[Stored items]
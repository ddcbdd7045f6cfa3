//! LLM-backed enrichment and question answering
//!
//! This module handles:
//! - Summarizing functions, classes and methods
//! - Embedding summaries for semantic search
//! - Answering a question from an assembled context

mod client;
mod embedding;
mod prompts;

pub use client::{
    base_url, is_ollama, ChatMessage, ChatRequest, CompletionProvider, LlmClient, LlmConfig,
    LlmResponse, MockLlmClient,
};
pub use embedding::{
    provider_for, EmbeddingProvider, LocalEmbedding, MockEmbedding, OpenAIEmbedding,
};
pub use prompts::{AnswerPrompt, SummaryPrompt};

use crate::extract::{FileBreakdown, SourceUnit, UnitKind};
use anyhow::{Context, Result};
use std::time::Duration;

/// Default number of attempts per summary or embedding
pub const DEFAULT_MAX_ATTEMPTS: usize = 3;

/// Default delay unit between attempts; attempt `n` waits `n` units
pub const DEFAULT_BACKOFF: Duration = Duration::from_millis(500);

/// Fills in summaries and embeddings for extracted units
///
/// Every call builds its own request, so one enricher can serve many units
/// without carrying conversation state between them. Failures never abort
/// indexing: after the last attempt a summary falls back to an empty string
/// and an embedding to the zero vector.
pub struct Enricher {
    completion: Box<dyn CompletionProvider>,
    embedding: Box<dyn EmbeddingProvider>,
    max_attempts: usize,
    backoff: Duration,
}

impl Enricher {
    /// Create an enricher with the default retry policy
    pub fn new(
        completion: Box<dyn CompletionProvider>,
        embedding: Box<dyn EmbeddingProvider>,
    ) -> Self {
        Self {
            completion,
            embedding,
            max_attempts: DEFAULT_MAX_ATTEMPTS,
            backoff: DEFAULT_BACKOFF,
        }
    }

    /// Set the number of attempts (at least one is always made)
    pub fn with_retries(mut self, max_attempts: usize) -> Self {
        self.max_attempts = max_attempts.max(1);
        self
    }

    /// Set the delay unit between attempts
    pub fn with_backoff(mut self, backoff: Duration) -> Self {
        self.backoff = backoff;
        self
    }

    /// Dimension of the vectors this enricher produces
    pub fn dimension(&self) -> usize {
        self.embedding.dimension()
    }

    /// Summarize `text` as a unit of kind `role`
    pub async fn summarize(&self, text: &str, role: UnitKind) -> String {
        let request = SummaryPrompt::request(text, role);

        for attempt in 1..=self.max_attempts {
            match self.completion.complete(&request).await {
                Ok(response) => {
                    log_usage("summary", &response);
                    return response.content.trim().to_string();
                }
                Err(e) => {
                    tracing::warn!(
                        "Summary attempt {}/{} for {} failed: {}",
                        attempt,
                        self.max_attempts,
                        role,
                        e
                    );
                    self.pause(attempt).await;
                }
            }
        }

        tracing::warn!("Giving up on {} summary, storing an empty one", role);
        String::new()
    }

    /// Embed `text`, falling back to the zero vector
    pub async fn embed(&self, text: &str) -> Vec<f32> {
        let dimension = self.dimension();

        for attempt in 1..=self.max_attempts {
            match self.embedding.embed(text).await {
                Ok(vector) if vector.len() == dimension => return vector,
                Ok(vector) => {
                    tracing::warn!(
                        "Embedding attempt {}/{} returned {} values, expected {}",
                        attempt,
                        self.max_attempts,
                        vector.len(),
                        dimension
                    );
                }
                Err(e) => {
                    tracing::warn!(
                        "Embedding attempt {}/{} failed: {}",
                        attempt,
                        self.max_attempts,
                        e
                    );
                }
            }
            self.pause(attempt).await;
        }

        tracing::warn!("Giving up on embedding, storing a zero vector");
        vec![0.0; dimension]
    }

    /// Fill in summary and embedding for a unit and all of its methods
    pub async fn enrich_unit(&self, unit: &mut SourceUnit) {
        self.enrich_one(unit).await;
        for method in unit.methods.iter_mut() {
            self.enrich_one(method).await;
        }
    }

    /// Enrich every unit of a file
    pub async fn enrich_breakdown(&self, breakdown: &mut FileBreakdown) {
        for function in breakdown.functions.iter_mut() {
            self.enrich_unit(function).await;
        }
        for class in breakdown.classes.iter_mut() {
            self.enrich_unit(class).await;
        }
    }

    /// Answer `question` from an assembled context
    pub async fn answer(&self, question: &str, context: &str) -> Result<String> {
        let request = AnswerPrompt::request(question, context);
        let response = self
            .completion
            .complete(&request)
            .await
            .context("Failed to generate an answer")?;
        log_usage("answer", &response);

        Ok(response.content.trim().to_string())
    }

    async fn enrich_one(&self, unit: &mut SourceUnit) {
        let summary = self.summarize(&unit.text, unit.kind).await;
        unit.summary = Some(summary);
        let embedding = self.embed(unit.embedding_text()).await;
        unit.embedding = Some(embedding);
    }

    async fn pause(&self, attempt: usize) {
        if attempt < self.max_attempts && !self.backoff.is_zero() {
            tokio::time::sleep(self.backoff * attempt as u32).await;
        }
    }
}

fn log_usage(purpose: &str, response: &LlmResponse) {
    if let Some(tokens) = response.tokens_used {
        tracing::debug!("{} used {} token(s)", purpose, tokens);
    }
}

#[cfg(test)]
mod tests {
    use super::*;
    use std::sync::atomic::{AtomicUsize, Ordering};
    use std::sync::Arc;

    /// Fails a fixed number of times before answering
    struct FlakyCompletion {
        failures: usize,
        calls: Arc<AtomicUsize>,
    }

    #[async_trait::async_trait]
    impl CompletionProvider for FlakyCompletion {
        async fn complete(&self, _request: &ChatRequest) -> Result<LlmResponse> {
            let call = self.calls.fetch_add(1, Ordering::SeqCst);
            if call < self.failures {
                anyhow::bail!("endpoint unavailable");
            }
            Ok(LlmResponse {
                content: "  Adds two numbers.\n".to_string(),
                tokens_used: None,
            })
        }
    }

    /// Always returns a vector of the wrong size
    struct ShortEmbedding {
        calls: Arc<AtomicUsize>,
    }

    #[async_trait::async_trait]
    impl EmbeddingProvider for ShortEmbedding {
        async fn embed_batch(&self, texts: &[String]) -> Result<Vec<Vec<f32>>> {
            self.calls.fetch_add(1, Ordering::SeqCst);
            Ok(texts.iter().map(|_| vec![1.0]).collect())
        }

        fn dimension(&self) -> usize {
            4
        }
    }

    fn flaky(failures: usize) -> (Box<FlakyCompletion>, Arc<AtomicUsize>) {
        let calls = Arc::new(AtomicUsize::new(0));
        let provider = Box::new(FlakyCompletion {
            failures,
            calls: Arc::clone(&calls),
        });
        (provider, calls)
    }

    #[tokio::test]
    async fn test_summary_recovers_after_failures() {
        let (completion, calls) = flaky(2);
        let enricher = Enricher::new(completion, Box::new(MockEmbedding::new(8)))
            .with_backoff(Duration::ZERO);

        let summary = enricher.summarize("def add(a, b):", UnitKind::Function).await;

        assert_eq!(summary, "Adds two numbers.");
        assert_eq!(calls.load(Ordering::SeqCst), 3);
    }

    #[tokio::test]
    async fn test_summary_falls_back_to_empty() {
        let (completion, calls) = flaky(usize::MAX);
        let enricher = Enricher::new(completion, Box::new(MockEmbedding::new(8)))
            .with_retries(2)
            .with_backoff(Duration::ZERO);

        let summary = enricher.summarize("def add(a, b):", UnitKind::Function).await;

        assert!(summary.is_empty());
        assert_eq!(calls.load(Ordering::SeqCst), 2);
    }

    #[tokio::test]
    async fn test_wrong_dimension_falls_back_to_zero_vector() {
        let calls = Arc::new(AtomicUsize::new(0));
        let embedding = Box::new(ShortEmbedding {
            calls: Arc::clone(&calls),
        });
        let enricher = Enricher::new(Box::new(MockLlmClient::new()), embedding)
            .with_retries(3)
            .with_backoff(Duration::ZERO);

        let vector = enricher.embed("anything").await;

        assert_eq!(vector, vec![0.0; 4]);
        assert_eq!(calls.load(Ordering::SeqCst), 3);
    }

    #[tokio::test]
    async fn test_enrich_unit_covers_methods() {
        let mut methods = crate::extract::UnitMap::default();
        methods.insert(SourceUnit::new(
            "area",
            UnitKind::Method,
            "    def area(self):\n        return 0",
        ));
        let mut class = SourceUnit::new("Shape", UnitKind::Class, "class Shape:\n    pass")
            .with_methods(methods);

        let enricher = Enricher::new(
            Box::new(MockLlmClient::new().with_default_response("A shape.")),
            Box::new(MockEmbedding::new(16)),
        );
        enricher.enrich_unit(&mut class).await;

        assert_eq!(class.summary.as_deref(), Some("A shape."));
        assert_eq!(class.embedding.as_ref().map(Vec::len), Some(16));

        let method = class.methods.get("area").unwrap();
        assert_eq!(method.summary.as_deref(), Some("A shape."));
        assert!(method.embedding.is_some());
    }

    #[tokio::test]
    async fn test_each_summary_is_an_independent_request() {
        let client = Arc::new(MockLlmClient::new());
        let enricher = Enricher::new(
            Box::new(SharedMock(Arc::clone(&client))),
            Box::new(MockEmbedding::new(4)),
        );

        enricher.summarize("def a():", UnitKind::Function).await;
        enricher.summarize("def b():", UnitKind::Function).await;

        let requests = client.requests();
        assert_eq!(requests.len(), 2);
        assert_eq!(requests[1].messages.len(), 2);
        assert!(!requests[1].contains("def a():"));
    }

    struct SharedMock(Arc<MockLlmClient>);

    #[async_trait::async_trait]
    impl CompletionProvider for SharedMock {
        async fn complete(&self, request: &ChatRequest) -> Result<LlmResponse> {
            self.0.complete(request).await
        }
    }
}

■ **Exercise directions**
Reproduce every line above containing "impl".

■ **Response to the exercise**
impl Enricher {
    impl CompletionProvider for FlakyCompletion {
    impl EmbeddingProvider for ShortEmbedding {
    impl CompletionProvider for SharedMock {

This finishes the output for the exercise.